Once Alses began to speak, Lu pointed his attention to the quill, notations resuming and some kind of order restored.

Parts of a Scroll

Focus Glyph
Barrier Glyphs
Trigger Glyph

Sigils - Groups of glyphs put together to create a larger purpose.


It was clear that he had vastly underestimated the Wizards of Lhavit. The effects of the Spring Storm had put a bad taste in Lu's mouth, a coppery thing like blood and memory. Nevertheless, if this kind of knowledge was a basic thing to them, as a stance might be to the fighting Shinya, he would have to train even harder. That meant some changes in his routine, but change was a necessary part of growth. Lu could hear the words as he wrote them, the trailing Djed of his Projection combined with the sensory power of the scroll made even such a simple task as taking notes exquisite.

The six-sixteen rule

A six pointed rune will react badly with a sixteen pointed one in proximity.

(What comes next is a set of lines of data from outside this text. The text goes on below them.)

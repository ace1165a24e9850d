//! Common test utilities and helpers

#![allow(dead_code)] // Test utilities may not all be used in every test file

pub mod builders;
pub mod mock_helpers;

use regionflow::image::Image;

/// Assert two floats are approximately equal
pub fn assert_float_eq(a: f64, b: f64, epsilon: f64) {
    assert!(
        (a - b).abs() < epsilon,
        "Expected {} to be approximately equal to {} (epsilon: {})",
        a,
        b,
        epsilon
    );
}

/// Assert two real images share a region and agree pixel by pixel
pub fn assert_images_close(actual: &Image, expected: &Image, epsilon: f64) {
    assert_eq!(actual.region, expected.region, "regions differ");
    let (a, b) = (actual.pixels().unwrap(), expected.pixels().unwrap());
    for (offset, (x, y)) in a.iter().zip(b).enumerate() {
        assert!(
            (x - y).abs() < epsilon,
            "pixel {:?}: {} vs {}",
            actual.region.index_at(offset),
            x,
            y
        );
    }
}
//! PadNode: grows an image by a fixed margin on every axis.

use crate::image::{ImageInfo, PixelKind};
use crate::pipeline::context::{InformationContext, RegionContext, RegionRequest};
use crate::pipeline::error::PipelineResult;
use crate::pipeline::node::{ConfigValue, NodePlugin};
use crate::pipeline::port::PortDescriptor;
use crate::region::{Region, MAX_DIMENSIONS};
use serde::{Deserialize, Serialize};

static PORTS: &[PortDescriptor] = &[
    PortDescriptor::input("input", PixelKind::Real),
    PortDescriptor::output("output", PixelKind::Real),
];

/// How samples outside the input are synthesized.
#[derive(Debug, Clone, Copy, PartialEq, Eq, Default, Serialize, Deserialize)]
#[serde(rename_all = "snake_case")]
pub enum PaddingMethod {
    /// Zero outside the input.
    Zero,
    /// Repeat the nearest edge sample (zero derivative at the border).
    #[default]
    ZeroFluxNeumann,
}

impl PaddingMethod {
    pub fn as_str(self) -> &'static str {
        match self {
            PaddingMethod::Zero => "zero",
            PaddingMethod::ZeroFluxNeumann => "zero_flux_neumann",
        }
    }

    pub fn parse(name: &str) -> Option<Self> {
        match name {
            "zero" => Some(PaddingMethod::Zero),
            "zero_flux_neumann" => Some(PaddingMethod::ZeroFluxNeumann),
            _ => None,
        }
    }
}

pub struct PadNode {
    lower: [usize; MAX_DIMENSIONS],
    upper: [usize; MAX_DIMENSIONS],
    method: PaddingMethod,
}

impl PadNode {
    /// Pad by `lower` below the origin and `upper` past the end of each axis.
    pub fn new(lower: &[usize], upper: &[usize], method: PaddingMethod) -> Self {
        let mut node = Self {
            lower: [0; MAX_DIMENSIONS],
            upper: [0; MAX_DIMENSIONS],
            method,
        };
        for (dst, src) in node.lower.iter_mut().zip(lower) {
            *dst = *src;
        }
        for (dst, src) in node.upper.iter_mut().zip(upper) {
            *dst = *src;
        }
        node
    }

    pub fn method(&self) -> PaddingMethod {
        self.method
    }

    /// Part of `input` the samples of `wanted` are read from.
    fn source_region(&self, wanted: &Region, input: &Region) -> Region {
        match self.method {
            PaddingMethod::Zero => wanted.intersect(input),
            PaddingMethod::ZeroFluxNeumann => {
                if wanted.is_empty() || input.is_empty() {
                    return Region::empty(input.dim());
                }
                let dim = input.dim();
                let mut origin = [0i64; MAX_DIMENSIONS];
                let mut size = [0usize; MAX_DIMENSIONS];
                for axis in 0..dim {
                    let (lo, hi) = (input.origin()[axis], input.upper(axis) - 1);
                    let start = wanted.origin()[axis].clamp(lo, hi);
                    let end = (wanted.upper(axis) - 1).clamp(lo, hi);
                    origin[axis] = start;
                    size[axis] = (end - start + 1) as usize;
                }
                Region::new(&origin[..dim], &size[..dim])
            }
        }
    }
}

impl NodePlugin for PadNode {
    fn name(&self) -> &str {
        "Pad"
    }

    fn ports(&self) -> &[PortDescriptor] {
        PORTS
    }

    fn generate_output_information(&self, ctx: &InformationContext) -> PipelineResult<Vec<ImageInfo>> {
        let input = ctx.input(0, "input")?;
        Ok(vec![input.with_largest(input.largest.pad(&self.lower, &self.upper))])
    }

    fn generate_input_requested_region(&self, req: &RegionRequest) -> Vec<Option<Region>> {
        let wanted = req.outputs.first().copied();
        vec![req
            .inputs
            .first()
            .copied()
            .flatten()
            .map(|info| match wanted {
                Some(w) => self.source_region(&w, &info.largest),
                None => info.largest,
            })]
    }

    fn generate_data(&self, ctx: &mut RegionContext) -> PipelineResult<()> {
        let input = ctx.input(0, "input")?;
        let largest = input.info.largest;
        let dim = largest.dim();
        let method = self.method;
        let (region, out) = ctx.real_output(0)?;
        for (dst, mut index) in out.iter_mut().zip(region.indices()) {
            if method == PaddingMethod::ZeroFluxNeumann && !largest.is_empty() {
                for (axis, value) in index.iter_mut().enumerate().take(dim) {
                    *value = (*value).clamp(largest.origin()[axis], largest.upper(axis) - 1);
                }
            }
            *dst = input.value(&index[..dim]);
        }
        Ok(())
    }

    fn on_config_change(&mut self, key: &str, value: &ConfigValue) -> bool {
        match (key, value.as_str().and_then(PaddingMethod::parse)) {
            ("method", Some(method)) => {
                self.method = method;
                true
            }
            _ => false,
        }
    }
}

#[cfg(test)]
mod tests {
    use super::*;
    use crate::image::Image;
    use crate::pipeline::data_object::DataObject;
    use crate::pipeline::executor::Pipeline;

    fn padded(method: PaddingMethod) -> (Pipeline, crate::pipeline::id::NodeId) {
        let image = Image::from_fn(Region::from_size(&[3, 2]), |i| (1 + i[0] + 10 * i[1]) as f64);
        let mut pipeline = Pipeline::default();
        let pad = pipeline.add_node(PadNode::new(&[1, 0], &[2, 1], method));
        pipeline.set_input(pad, "input", DataObject::from_image(image)).unwrap();
        (pipeline, pad)
    }

    #[test]
    fn test_zero_flux_neumann_repeats_edges() {
        let (mut pipeline, pad) = padded(PaddingMethod::ZeroFluxNeumann);
        pipeline.update(pad).unwrap();
        let out = pipeline.output(pad, "output").unwrap();
        assert_eq!(out.largest_possible_region(), Some(Region::new(&[-1, 0], &[6, 3])));
        assert_eq!(out.value_at(&[-1, 0]), Some(1.0));
        assert_eq!(out.value_at(&[4, 0]), Some(3.0));
        assert_eq!(out.value_at(&[1, 2]), Some(12.0));
        assert_eq!(out.value_at(&[1, 1]), Some(12.0));
    }

    #[test]
    fn test_zero_padding() {
        let (mut pipeline, pad) = padded(PaddingMethod::Zero);
        pipeline.update(pad).unwrap();
        let out = pipeline.output(pad, "output").unwrap();
        assert_eq!(out.value_at(&[-1, 0]), Some(0.0));
        assert_eq!(out.value_at(&[0, 0]), Some(1.0));
        assert_eq!(out.value_at(&[2, 2]), Some(0.0));
    }

    #[test]
    fn test_border_request_projects_onto_input() {
        let node = PadNode::new(&[2], &[2], PaddingMethod::ZeroFluxNeumann);
        let input = Region::new(&[0], &[4]);
        assert_eq!(
            node.source_region(&Region::new(&[-2], &[2]), &input),
            Region::new(&[0], &[1])
        );
        assert_eq!(
            node.source_region(&Region::new(&[3], &[3]), &input),
            Region::new(&[3], &[1])
        );
        let zero = PadNode::new(&[2], &[2], PaddingMethod::Zero);
        assert!(zero.source_region(&Region::new(&[-2], &[2]), &input).is_empty());
    }

    #[test]
    fn test_method_parameter() {
        let mut node = PadNode::new(&[1], &[1], PaddingMethod::Zero);
        assert!(node.on_config_change("method", &ConfigValue::String("zero_flux_neumann".into())));
        assert_eq!(node.method(), PaddingMethod::ZeroFluxNeumann);
        assert!(!node.on_config_change("method", &ConfigValue::String("mirror".into())));
    }
}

In a way, the Djed made the study so much easier. Once he could clear his perception of distractions, the lesson took on so many more dimensions. His teacher spoke of toxic djed, a concept that was not lost on the survivor of the storm one year ago. She spoke of simplicity, a thing very close to the Shinya's heart. He had known of other Projectors that expanded upon so many levels of the art, but he simply worked at the basics over and over again. Lu just felt as if a solid foundation guaranteed success overall.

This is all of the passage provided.